AIM OF THE EXERCISE: Count lines holding the string "PollEventStream" in the data that follows. Reply with one number only.

MATERIAL SUPPLIED:
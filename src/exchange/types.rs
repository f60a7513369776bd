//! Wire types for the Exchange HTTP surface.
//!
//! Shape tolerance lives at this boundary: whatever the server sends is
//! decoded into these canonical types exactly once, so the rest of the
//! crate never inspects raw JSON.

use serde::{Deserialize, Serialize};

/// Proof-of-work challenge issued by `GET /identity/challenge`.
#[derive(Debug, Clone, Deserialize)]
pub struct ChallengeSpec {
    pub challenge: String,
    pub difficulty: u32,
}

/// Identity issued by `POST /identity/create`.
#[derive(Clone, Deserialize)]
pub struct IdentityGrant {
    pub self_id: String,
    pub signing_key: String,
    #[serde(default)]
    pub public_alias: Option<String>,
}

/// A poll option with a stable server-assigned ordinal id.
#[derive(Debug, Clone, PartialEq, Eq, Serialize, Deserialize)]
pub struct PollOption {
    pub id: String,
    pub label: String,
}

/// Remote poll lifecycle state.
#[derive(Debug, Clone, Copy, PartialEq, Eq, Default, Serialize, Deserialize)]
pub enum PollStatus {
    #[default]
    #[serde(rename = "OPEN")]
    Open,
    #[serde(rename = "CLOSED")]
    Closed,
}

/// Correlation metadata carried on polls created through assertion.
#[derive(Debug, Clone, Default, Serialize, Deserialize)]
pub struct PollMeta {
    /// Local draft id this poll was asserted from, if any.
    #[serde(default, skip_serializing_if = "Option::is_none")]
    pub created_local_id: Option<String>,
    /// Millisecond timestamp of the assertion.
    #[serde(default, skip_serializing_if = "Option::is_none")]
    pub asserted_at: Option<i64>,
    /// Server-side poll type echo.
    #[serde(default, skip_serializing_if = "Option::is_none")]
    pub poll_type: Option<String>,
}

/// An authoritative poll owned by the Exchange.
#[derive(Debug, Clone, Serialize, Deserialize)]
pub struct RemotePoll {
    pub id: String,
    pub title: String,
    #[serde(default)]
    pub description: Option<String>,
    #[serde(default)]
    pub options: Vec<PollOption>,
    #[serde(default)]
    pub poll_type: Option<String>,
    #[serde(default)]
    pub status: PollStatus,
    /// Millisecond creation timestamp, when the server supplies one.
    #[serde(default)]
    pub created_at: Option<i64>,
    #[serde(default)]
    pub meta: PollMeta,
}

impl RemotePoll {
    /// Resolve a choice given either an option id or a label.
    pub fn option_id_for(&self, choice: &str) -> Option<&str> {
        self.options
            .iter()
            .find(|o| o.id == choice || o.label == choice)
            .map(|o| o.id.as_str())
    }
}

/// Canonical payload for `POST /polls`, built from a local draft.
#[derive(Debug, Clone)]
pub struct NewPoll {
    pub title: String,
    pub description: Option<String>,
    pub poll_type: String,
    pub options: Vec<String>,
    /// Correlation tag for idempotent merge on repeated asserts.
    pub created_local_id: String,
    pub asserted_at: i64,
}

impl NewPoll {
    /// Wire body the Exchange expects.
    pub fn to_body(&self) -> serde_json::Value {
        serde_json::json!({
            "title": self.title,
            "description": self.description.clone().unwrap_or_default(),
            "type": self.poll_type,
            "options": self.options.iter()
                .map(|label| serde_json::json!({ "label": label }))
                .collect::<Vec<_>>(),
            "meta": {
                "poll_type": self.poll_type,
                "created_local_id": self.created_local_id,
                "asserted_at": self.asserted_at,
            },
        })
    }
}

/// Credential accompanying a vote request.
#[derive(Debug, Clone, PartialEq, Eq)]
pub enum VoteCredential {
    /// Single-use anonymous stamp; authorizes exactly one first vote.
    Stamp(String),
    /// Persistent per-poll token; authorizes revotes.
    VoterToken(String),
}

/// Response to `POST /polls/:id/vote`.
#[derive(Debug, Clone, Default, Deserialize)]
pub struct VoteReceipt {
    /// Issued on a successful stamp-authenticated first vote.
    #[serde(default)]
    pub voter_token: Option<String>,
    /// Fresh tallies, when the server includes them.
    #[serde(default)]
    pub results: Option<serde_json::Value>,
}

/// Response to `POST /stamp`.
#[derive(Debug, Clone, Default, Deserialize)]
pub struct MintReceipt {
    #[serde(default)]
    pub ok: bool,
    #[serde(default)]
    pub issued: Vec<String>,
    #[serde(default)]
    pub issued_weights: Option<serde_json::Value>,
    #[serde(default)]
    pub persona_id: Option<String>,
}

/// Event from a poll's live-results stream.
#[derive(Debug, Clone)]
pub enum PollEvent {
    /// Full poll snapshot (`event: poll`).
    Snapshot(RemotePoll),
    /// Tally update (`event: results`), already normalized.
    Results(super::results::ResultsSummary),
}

* * *

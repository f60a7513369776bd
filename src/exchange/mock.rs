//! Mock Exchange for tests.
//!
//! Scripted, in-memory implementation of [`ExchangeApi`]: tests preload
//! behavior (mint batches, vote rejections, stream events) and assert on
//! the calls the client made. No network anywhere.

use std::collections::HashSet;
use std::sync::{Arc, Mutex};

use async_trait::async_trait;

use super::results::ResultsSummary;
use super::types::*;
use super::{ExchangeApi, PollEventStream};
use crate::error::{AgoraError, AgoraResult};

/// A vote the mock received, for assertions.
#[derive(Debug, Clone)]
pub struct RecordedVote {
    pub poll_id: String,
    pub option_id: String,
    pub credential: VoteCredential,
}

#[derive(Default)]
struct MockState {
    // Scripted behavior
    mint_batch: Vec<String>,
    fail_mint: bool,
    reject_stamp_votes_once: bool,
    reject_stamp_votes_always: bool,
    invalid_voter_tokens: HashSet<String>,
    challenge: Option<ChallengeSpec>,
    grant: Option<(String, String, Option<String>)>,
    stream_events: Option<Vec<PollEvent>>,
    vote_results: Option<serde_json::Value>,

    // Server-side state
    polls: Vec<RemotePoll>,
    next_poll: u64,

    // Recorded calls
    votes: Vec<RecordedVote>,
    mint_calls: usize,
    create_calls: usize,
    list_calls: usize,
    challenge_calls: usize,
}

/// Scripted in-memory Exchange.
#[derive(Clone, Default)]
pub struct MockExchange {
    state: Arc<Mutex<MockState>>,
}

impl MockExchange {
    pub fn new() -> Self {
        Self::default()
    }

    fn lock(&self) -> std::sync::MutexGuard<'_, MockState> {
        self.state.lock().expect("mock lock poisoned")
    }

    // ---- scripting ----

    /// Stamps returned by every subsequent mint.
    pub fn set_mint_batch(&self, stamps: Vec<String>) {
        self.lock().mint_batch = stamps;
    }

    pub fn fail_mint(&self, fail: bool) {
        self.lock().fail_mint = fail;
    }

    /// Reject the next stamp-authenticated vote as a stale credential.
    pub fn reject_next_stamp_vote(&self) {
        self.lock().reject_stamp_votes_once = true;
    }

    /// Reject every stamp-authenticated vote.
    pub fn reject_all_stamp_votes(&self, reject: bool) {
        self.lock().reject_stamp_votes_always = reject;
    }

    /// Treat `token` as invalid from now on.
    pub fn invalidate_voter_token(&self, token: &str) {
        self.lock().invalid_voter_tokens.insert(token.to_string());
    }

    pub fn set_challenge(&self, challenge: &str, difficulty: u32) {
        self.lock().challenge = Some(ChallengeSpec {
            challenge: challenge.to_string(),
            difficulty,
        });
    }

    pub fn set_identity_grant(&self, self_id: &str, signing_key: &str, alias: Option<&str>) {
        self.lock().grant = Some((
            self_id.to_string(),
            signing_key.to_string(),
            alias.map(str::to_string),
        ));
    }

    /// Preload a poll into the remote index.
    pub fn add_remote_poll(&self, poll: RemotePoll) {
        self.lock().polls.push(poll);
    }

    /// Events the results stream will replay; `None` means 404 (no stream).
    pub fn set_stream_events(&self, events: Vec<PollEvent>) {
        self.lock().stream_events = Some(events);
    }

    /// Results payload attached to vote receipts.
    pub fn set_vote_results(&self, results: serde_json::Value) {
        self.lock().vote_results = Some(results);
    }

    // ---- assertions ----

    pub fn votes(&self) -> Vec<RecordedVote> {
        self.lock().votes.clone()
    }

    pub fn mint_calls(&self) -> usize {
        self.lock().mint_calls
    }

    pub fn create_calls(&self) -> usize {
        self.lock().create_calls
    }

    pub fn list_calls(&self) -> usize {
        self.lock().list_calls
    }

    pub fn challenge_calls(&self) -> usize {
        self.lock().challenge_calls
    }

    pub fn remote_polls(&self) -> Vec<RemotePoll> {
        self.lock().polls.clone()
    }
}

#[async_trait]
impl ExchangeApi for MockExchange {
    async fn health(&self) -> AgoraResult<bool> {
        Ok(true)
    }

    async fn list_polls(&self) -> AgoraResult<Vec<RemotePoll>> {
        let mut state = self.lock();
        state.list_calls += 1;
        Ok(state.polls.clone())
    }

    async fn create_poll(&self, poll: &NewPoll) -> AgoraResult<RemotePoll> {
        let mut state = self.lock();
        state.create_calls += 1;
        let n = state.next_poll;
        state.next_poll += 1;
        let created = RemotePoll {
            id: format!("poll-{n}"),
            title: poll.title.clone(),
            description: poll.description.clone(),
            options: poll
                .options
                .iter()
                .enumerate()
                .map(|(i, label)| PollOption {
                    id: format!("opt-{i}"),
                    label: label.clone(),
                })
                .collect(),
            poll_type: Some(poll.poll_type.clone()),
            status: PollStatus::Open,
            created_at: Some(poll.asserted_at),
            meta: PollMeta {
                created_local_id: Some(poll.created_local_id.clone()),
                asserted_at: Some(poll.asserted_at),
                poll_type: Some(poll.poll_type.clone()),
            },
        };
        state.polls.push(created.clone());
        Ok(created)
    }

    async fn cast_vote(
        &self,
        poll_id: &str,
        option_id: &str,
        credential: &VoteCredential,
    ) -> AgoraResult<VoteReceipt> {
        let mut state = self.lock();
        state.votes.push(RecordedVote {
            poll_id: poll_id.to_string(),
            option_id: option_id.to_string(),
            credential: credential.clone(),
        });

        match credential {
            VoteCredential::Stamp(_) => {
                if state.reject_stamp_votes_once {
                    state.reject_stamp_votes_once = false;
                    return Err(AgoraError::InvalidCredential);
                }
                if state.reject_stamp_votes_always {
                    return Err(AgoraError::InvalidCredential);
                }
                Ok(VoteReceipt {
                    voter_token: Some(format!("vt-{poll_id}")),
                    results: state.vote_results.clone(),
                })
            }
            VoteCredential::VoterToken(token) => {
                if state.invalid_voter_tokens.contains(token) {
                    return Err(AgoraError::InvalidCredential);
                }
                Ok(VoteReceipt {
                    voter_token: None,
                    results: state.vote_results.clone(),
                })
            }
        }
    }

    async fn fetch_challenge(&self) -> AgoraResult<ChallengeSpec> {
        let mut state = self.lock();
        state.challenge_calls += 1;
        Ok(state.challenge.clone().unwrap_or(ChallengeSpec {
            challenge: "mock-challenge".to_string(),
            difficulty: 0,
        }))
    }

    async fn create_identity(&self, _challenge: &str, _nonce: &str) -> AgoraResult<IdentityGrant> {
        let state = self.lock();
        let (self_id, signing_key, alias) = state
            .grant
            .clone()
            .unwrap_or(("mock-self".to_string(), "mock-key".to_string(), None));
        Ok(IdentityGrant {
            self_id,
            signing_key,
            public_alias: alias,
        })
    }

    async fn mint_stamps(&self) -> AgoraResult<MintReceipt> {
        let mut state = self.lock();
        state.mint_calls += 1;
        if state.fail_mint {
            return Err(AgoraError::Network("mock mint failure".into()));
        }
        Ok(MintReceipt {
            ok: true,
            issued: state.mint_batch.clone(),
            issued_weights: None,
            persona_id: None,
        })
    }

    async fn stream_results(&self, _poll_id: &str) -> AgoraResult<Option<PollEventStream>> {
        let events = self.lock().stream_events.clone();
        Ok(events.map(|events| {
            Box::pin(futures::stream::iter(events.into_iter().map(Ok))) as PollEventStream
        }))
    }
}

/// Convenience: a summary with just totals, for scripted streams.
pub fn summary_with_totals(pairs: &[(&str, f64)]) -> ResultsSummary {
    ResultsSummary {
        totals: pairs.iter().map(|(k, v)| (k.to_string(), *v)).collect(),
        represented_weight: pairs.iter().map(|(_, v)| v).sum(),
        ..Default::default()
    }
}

...

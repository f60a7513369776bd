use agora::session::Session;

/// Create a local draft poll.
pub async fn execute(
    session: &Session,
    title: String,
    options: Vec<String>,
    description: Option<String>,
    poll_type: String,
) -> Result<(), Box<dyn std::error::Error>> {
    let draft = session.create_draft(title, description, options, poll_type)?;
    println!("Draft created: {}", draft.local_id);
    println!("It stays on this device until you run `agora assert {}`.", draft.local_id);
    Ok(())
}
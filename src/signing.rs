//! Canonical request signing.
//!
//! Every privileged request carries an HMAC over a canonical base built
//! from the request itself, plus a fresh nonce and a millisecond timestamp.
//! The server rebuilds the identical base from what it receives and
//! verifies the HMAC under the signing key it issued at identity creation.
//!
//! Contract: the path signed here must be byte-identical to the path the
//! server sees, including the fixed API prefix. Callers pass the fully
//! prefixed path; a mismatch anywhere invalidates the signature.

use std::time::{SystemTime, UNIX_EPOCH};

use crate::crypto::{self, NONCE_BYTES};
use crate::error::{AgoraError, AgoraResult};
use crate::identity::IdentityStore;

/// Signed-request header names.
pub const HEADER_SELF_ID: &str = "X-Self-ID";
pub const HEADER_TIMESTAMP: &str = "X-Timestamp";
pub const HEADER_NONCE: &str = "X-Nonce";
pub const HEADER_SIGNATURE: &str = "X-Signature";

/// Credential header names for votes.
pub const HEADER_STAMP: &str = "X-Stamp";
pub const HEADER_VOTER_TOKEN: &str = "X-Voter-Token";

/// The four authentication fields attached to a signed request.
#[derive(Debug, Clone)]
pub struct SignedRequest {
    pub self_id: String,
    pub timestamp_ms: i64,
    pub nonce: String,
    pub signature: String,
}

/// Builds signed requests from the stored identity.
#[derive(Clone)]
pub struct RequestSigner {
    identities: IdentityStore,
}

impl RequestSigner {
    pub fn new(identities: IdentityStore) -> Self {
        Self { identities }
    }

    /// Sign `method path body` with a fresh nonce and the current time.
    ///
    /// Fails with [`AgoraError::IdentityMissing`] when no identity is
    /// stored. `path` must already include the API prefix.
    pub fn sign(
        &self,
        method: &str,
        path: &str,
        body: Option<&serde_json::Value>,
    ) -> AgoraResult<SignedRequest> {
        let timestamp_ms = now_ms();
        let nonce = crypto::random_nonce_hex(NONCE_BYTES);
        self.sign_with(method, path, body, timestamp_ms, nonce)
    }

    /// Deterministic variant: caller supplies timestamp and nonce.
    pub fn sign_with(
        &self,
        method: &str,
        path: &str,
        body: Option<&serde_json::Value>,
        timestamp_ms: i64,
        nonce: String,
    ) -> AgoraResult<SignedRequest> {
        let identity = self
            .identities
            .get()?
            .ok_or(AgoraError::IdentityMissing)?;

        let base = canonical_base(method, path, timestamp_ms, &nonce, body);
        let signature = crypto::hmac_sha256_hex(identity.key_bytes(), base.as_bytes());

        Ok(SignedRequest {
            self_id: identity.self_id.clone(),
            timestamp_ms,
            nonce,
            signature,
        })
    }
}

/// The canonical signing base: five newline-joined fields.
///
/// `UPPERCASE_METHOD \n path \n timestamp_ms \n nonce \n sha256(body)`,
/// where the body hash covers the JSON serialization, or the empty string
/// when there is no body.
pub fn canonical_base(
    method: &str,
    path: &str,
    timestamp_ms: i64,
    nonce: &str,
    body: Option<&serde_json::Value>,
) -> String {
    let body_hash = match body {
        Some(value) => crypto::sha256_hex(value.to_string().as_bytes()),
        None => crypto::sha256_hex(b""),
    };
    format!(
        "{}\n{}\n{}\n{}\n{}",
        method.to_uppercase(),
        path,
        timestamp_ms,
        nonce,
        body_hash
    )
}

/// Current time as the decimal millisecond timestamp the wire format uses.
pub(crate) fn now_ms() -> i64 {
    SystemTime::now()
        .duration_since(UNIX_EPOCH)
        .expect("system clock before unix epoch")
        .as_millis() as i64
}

PROBLEM SOLUTION: 3